With the formation of the first two political parties in the 1790s, Both parties set up national networks of newspapers to provide a flow of partisan news and information for their supporters. The newspapers also printed pamphlets, flyers, and ballots that voters could simply drop in the ballot box.

By 1796, both parties had a national network of newspapers, which attacked each other vehemently. The Federalist and Republican newspapers of the 1790s traded vicious barbs against their enemies.

The most heated rhetoric came in debates over the French Revolution, especially the Jacobin Terror of 1793–94 when the guillotine was used daily. Nationalism was a high priority, and the editors fostered an intellectual nationalism typified by the Federalist effort to stimulate a national literary culture through their clubs and publications in New York and Philadelphia, and through Federalist Noah Webster's efforts to simplify and Americanize the language.
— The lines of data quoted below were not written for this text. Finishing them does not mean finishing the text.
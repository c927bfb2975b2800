use anyhow::{Context, Result};
use chromiumoxide::browser::{Browser, BrowserConfig as CdpBrowserConfig, HeadlessMode};
use chromiumoxide::fetcher::{BrowserFetcher, BrowserFetcherOptions};
use futures::StreamExt;
use std::path::PathBuf;
use std::process::Command;
use std::time::Duration;
use tokio::task::{self, JoinHandle};
use tracing::{error, info, trace, warn};

use crate::BrowserConfig;
use crate::utils::constants::CHROME_USER_AGENT;

/// RAII guard for the profile directory created before launch
///
/// Removes the directory on drop unless `into_path()` hands ownership on.
struct TempDirGuard {
    path: PathBuf,
    keep: bool,
}

impl TempDirGuard {
    fn new(path: PathBuf) -> Result<Self> {
        std::fs::create_dir_all(&path).context("Failed to create user data directory")?;
        Ok(Self { path, keep: false })
    }

    fn into_path(mut self) -> PathBuf {
        self.keep = true;
        self.path.clone()
    }
}

impl Drop for TempDirGuard {
    fn drop(&mut self) {
        if self.keep {
            return;
        }
        match std::fs::remove_dir_all(&self.path) {
            Ok(()) => info!("Cleaned up temp dir after launch failure: {}", self.path.display()),
            Err(e) => warn!("Failed to clean up temp dir {}: {}", self.path.display(), e),
        }
    }
}

#[cfg(target_os = "windows")]
const CANDIDATE_PATHS: &[&str] = &[
    r"%PROGRAMFILES%\Google\Chrome\Application\chrome.exe",
    r"%PROGRAMFILES(X86)%\Google\Chrome\Application\chrome.exe",
    r"%LOCALAPPDATA%\Google\Chrome\Application\chrome.exe",
    r"C:\Program Files\Chromium\Application\chrome.exe",
];

#[cfg(target_os = "macos")]
const CANDIDATE_PATHS: &[&str] = &[
    "/Applications/Google Chrome.app/Contents/MacOS/Google Chrome",
    "/Applications/Chromium.app/Contents/MacOS/Chromium",
    "~/Applications/Google Chrome.app/Contents/MacOS/Google Chrome",
    "/opt/homebrew/bin/chromium",
];

#[cfg(not(any(target_os = "windows", target_os = "macos")))]
const CANDIDATE_PATHS: &[&str] = &[
    "/usr/bin/chromium",
    "/usr/bin/chromium-browser",
    "/usr/bin/google-chrome",
    "/usr/bin/google-chrome-stable",
    "/snap/bin/chromium",
    "/opt/google/chrome/chrome",
];

/// Find a Chrome/Chromium executable
///
/// `CHROMIUM_PATH` overrides everything; then well-known install paths; then
/// `which` on Unix.
pub async fn find_browser_executable() -> Result<PathBuf> {
    if let Ok(path) = std::env::var("CHROMIUM_PATH") {
        let path = PathBuf::from(path);
        if path.exists() {
            info!("Using browser from CHROMIUM_PATH: {}", path.display());
            return Ok(path);
        }
        warn!("CHROMIUM_PATH points to non-existent file: {}", path.display());
    }

    for candidate in CANDIDATE_PATHS {
        let Some(path) = expand_candidate(candidate) else {
            continue;
        };
        if path.exists() {
            info!("Found browser at: {}", path.display());
            return Ok(path);
        }
    }

    if !cfg!(target_os = "windows") {
        for cmd in ["chromium", "chromium-browser", "google-chrome", "chrome"] {
            if let Ok(output) = Command::new("which").arg(cmd).output()
                && output.status.success()
            {
                let found = String::from_utf8_lossy(&output.stdout).trim().to_string();
                if !found.is_empty() {
                    info!("Found browser using 'which': {}", found);
                    return Ok(PathBuf::from(found));
                }
            }
        }
    }

    warn!("No Chrome/Chromium executable found. Will download and use fetcher.");
    Err(anyhow::anyhow!("Chrome/Chromium executable not found"))
}

fn expand_candidate(candidate: &str) -> Option<PathBuf> {
    if let Some(rest) = candidate.strip_prefix("~/") {
        return dirs::home_dir().map(|home| home.join(rest));
    }
    if candidate.contains('%') {
        return Some(PathBuf::from(expand_windows_env_vars(candidate)));
    }
    Some(PathBuf::from(candidate))
}

/// Replace `%VAR%` tokens with environment values; unknown tokens are kept
fn expand_windows_env_vars(path: &str) -> String {
    let mut result = String::with_capacity(path.len());
    let mut chars = path.chars();

    while let Some(ch) = chars.next() {
        if ch != '%' {
            result.push(ch);
            continue;
        }
        let var_name: String = chars.by_ref().take_while(|&c| c != '%').collect();
        match std::env::var(&var_name) {
            Ok(value) if !var_name.is_empty() => result.push_str(&value),
            _ if var_name.is_empty() => result.push('%'),
            _ => {
                result.push('%');
                result.push_str(&var_name);
                result.push('%');
            }
        }
    }

    result
}

/// Download a managed Chromium into the user cache directory
pub async fn download_managed_browser() -> Result<PathBuf> {
    info!("Downloading managed Chromium browser...");

    let cache_dir = dirs::cache_dir()
        .unwrap_or_else(|| {
            let fallback = std::env::temp_dir().join(".cache");
            warn!(
                "Could not determine system cache directory, using {}",
                fallback.display()
            );
            fallback
        })
        .join("kodegen/chromium");

    std::fs::create_dir_all(&cache_dir).context("Failed to create cache directory")?;

    let fetcher = BrowserFetcher::new(
        BrowserFetcherOptions::builder()
            .with_path(&cache_dir)
            .build()
            .context("Failed to build fetcher options")?,
    );

    let revision_info = fetcher.fetch().await.context("Failed to fetch browser")?;
    info!("Downloaded Chromium to: {}", revision_info.folder_path.display());

    Ok(revision_info.executable_path)
}

/// Launch Chrome/Chromium for metadata rendering
///
/// Finds (or downloads) an executable, then starts it with `user_data_dir`
/// as an isolated profile. The returned `JoinHandle` drives the CDP handler
/// and MUST be aborted once the browser is done (`BrowserWrapper` does this).
pub async fn launch_browser(
    config: &BrowserConfig,
    user_data_dir: PathBuf,
) -> Result<(Browser, JoinHandle<()>)> {
    let chrome_path = match find_browser_executable().await {
        Ok(path) => path,
        Err(_) => download_managed_browser().await?,
    };

    let temp_guard = TempDirGuard::new(user_data_dir)?;

    let mut builder = CdpBrowserConfig::builder()
        .request_timeout(Duration::from_secs(30))
        .window_size(config.window.width, config.window.height)
        .user_data_dir(temp_guard.path.clone())
        .chrome_executable(chrome_path);

    builder = if config.headless {
        builder.headless_mode(HeadlessMode::default())
    } else {
        builder.with_head()
    };

    // Pages override the agent per tab; this is the launch-time default.
    builder = builder
        .arg(format!("--user-agent={}", CHROME_USER_AGENT))
        .arg("--disable-blink-features=AutomationControlled")
        .arg("--disable-notifications")
        .arg("--disable-extensions")
        .arg("--disable-background-networking")
        .arg("--disable-breakpad")
        .arg("--disable-features=TranslateUI")
        .arg("--no-first-run")
        .arg("--no-default-browser-check")
        .arg("--password-store=basic")
        .arg("--use-mock-keychain")
        .arg("--hide-scrollbars")
        .arg("--mute-audio");

    if config.disable_security {
        info!("WARNING: Disabling browser security features (disable_security=true)");
        builder = builder
            .arg("--disable-web-security")
            .arg("--ignore-certificate-errors");
    }

    if config.disable_security || should_disable_sandbox() {
        info!("Disabling Chrome sandbox");
        builder = builder.arg("--no-sandbox").arg("--disable-setuid-sandbox");
    }

    let browser_config = builder
        .build()
        .map_err(|e| anyhow::anyhow!("Failed to build browser config: {e}"))?;

    info!("Launching browser with config: {:?}", browser_config);
    let (browser, mut handler) = Browser::launch(browser_config)
        .await
        .context("Failed to launch browser")?;

    let handler_task = task::spawn(async move {
        while let Some(event) = handler.next().await {
            if let Err(e) = event {
                let msg = e.to_string();
                // chromiumoxide cannot decode some newer CDP events; those are noise.
                // https://github.com/mattsse/chromiumoxide/issues/167
                if msg.contains("data did not match any variant of untagged enum Message")
                    || msg.contains("Failed to deserialize WS response")
                {
                    trace!("Suppressed benign CDP serialization error: {}", msg);
                } else {
                    error!("Browser handler error: {:?}", e);
                }
            }
        }
        info!("Browser handler task completed");
    });

    temp_guard.into_path();

    Ok((browser, handler_task))
}

/// Containers (Docker, Kubernetes) cannot use the setuid sandbox
fn should_disable_sandbox() -> bool {
    std::path::Path::new("/.dockerenv").exists()
        || std::env::var("container").is_ok()
        || std::env::var("KUBERNETES_SERVICE_HOST").is_ok()
}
At the height of political passion came in 1798 as the Federalists in Congress passed the four Alien and Sedition Acts. The fourth Act made it a federal crime to publish "any false, scandalous, or malicious writing or writings against the Government of the United States, with intent to defame... Or to bring them... into contempt or disrepute." Two dozen men were charged with felonies for violating the Sedition Act, chiefly newspaper editors from the Jeffersonian Republican Party. The act expired in 1801.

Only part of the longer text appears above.